What to do: In the data that follows, every line containing the word "subject" should be returned.

Data extract:
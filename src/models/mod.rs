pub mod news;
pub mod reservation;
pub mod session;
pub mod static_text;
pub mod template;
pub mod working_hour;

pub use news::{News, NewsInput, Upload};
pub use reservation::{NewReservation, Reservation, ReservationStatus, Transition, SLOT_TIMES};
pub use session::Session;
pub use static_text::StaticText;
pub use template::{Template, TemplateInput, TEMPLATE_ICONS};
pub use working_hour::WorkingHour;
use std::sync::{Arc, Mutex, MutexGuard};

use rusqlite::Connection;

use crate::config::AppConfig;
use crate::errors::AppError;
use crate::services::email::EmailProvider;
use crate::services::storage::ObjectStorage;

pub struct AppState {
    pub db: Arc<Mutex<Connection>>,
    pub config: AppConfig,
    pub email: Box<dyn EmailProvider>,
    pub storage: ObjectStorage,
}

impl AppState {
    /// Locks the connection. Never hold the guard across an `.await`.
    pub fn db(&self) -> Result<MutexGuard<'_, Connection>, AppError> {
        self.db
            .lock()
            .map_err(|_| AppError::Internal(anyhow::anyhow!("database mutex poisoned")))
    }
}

--

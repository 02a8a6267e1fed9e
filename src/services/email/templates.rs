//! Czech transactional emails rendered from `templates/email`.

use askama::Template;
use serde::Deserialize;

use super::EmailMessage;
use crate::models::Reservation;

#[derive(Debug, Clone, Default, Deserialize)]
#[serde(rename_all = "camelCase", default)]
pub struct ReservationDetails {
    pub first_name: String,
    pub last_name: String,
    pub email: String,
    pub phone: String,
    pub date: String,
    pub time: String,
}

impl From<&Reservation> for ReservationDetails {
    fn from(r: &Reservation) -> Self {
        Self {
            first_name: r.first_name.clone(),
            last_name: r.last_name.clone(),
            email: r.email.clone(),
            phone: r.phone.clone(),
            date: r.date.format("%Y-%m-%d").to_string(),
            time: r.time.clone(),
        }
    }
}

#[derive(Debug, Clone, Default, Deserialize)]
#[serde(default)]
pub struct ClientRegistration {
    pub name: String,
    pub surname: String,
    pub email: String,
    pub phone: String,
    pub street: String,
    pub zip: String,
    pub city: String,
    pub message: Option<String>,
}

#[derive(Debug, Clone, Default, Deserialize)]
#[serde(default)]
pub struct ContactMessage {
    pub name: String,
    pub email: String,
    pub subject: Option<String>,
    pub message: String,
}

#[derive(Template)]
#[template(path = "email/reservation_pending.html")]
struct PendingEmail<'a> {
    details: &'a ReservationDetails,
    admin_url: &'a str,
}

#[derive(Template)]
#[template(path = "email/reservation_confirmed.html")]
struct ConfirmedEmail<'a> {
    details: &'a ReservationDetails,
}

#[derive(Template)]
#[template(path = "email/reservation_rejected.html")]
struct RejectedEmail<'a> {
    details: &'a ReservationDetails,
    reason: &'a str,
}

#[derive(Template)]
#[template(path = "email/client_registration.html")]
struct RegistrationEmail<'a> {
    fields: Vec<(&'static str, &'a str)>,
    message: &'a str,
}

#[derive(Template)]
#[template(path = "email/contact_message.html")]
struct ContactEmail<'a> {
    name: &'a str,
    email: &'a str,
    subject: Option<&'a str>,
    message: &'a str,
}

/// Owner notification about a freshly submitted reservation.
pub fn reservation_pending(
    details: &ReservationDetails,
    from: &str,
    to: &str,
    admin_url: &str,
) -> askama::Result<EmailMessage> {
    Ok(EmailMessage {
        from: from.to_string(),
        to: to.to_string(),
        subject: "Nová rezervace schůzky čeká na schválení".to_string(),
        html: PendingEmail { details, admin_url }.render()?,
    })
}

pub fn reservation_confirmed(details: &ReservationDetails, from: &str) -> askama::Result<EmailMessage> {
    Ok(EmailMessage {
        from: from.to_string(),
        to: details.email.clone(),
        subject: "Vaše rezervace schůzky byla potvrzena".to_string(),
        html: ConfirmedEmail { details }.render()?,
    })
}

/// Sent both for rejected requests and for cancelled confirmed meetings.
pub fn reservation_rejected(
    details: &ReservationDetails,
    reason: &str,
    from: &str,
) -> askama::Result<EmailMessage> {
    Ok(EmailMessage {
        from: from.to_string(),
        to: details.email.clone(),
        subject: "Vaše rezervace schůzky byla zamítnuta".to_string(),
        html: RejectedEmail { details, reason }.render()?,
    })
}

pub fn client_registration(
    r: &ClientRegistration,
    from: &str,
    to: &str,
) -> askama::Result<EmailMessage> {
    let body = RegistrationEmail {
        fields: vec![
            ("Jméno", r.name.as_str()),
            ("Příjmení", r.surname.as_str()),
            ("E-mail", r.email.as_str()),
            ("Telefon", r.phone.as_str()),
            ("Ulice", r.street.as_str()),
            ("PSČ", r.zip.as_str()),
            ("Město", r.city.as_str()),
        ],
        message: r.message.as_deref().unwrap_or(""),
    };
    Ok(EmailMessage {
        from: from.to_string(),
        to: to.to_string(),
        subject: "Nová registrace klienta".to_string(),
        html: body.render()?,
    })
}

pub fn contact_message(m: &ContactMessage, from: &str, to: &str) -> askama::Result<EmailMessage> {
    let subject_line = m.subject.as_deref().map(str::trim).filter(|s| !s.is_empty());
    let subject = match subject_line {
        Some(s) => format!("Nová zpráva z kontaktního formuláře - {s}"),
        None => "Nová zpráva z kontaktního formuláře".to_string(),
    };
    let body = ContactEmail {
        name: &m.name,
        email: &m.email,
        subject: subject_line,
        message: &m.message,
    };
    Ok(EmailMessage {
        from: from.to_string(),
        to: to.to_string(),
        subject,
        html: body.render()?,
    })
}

...

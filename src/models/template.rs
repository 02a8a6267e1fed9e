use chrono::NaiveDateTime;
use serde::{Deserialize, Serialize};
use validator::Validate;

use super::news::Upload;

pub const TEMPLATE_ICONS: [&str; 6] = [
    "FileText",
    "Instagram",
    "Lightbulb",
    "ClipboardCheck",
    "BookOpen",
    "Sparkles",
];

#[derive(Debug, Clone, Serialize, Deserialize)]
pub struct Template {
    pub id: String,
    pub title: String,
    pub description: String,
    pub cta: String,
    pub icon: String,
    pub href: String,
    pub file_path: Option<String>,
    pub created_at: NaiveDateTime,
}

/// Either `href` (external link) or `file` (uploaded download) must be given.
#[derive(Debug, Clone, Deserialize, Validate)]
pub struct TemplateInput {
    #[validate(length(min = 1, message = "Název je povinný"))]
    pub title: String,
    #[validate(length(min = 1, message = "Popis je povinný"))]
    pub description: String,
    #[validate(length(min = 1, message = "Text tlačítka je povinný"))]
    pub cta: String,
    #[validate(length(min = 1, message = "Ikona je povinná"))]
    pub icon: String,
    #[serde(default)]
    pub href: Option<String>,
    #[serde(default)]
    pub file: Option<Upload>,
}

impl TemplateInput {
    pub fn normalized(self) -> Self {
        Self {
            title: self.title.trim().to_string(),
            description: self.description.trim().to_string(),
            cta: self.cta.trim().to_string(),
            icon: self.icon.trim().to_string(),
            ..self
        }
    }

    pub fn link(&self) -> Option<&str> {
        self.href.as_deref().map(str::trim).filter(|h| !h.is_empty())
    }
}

Written response:
    pub subject: Option<String>,
    subject: Option<&'a str>,
        subject: "Nová rezervace schůzky čeká na schválení".to_string(),
        subject: "Vaše rezervace schůzky byla potvrzena".to_string(),
        subject: "Vaše rezervace schůzky byla zamítnuta".to_string(),
        subject: "Nová registrace klienta".to_string(),
    let subject_line = m.subject.as_deref().map(str::trim).filter(|s| !s.is_empty());
    let subject = match subject_line {
        subject: subject_line,
        subject,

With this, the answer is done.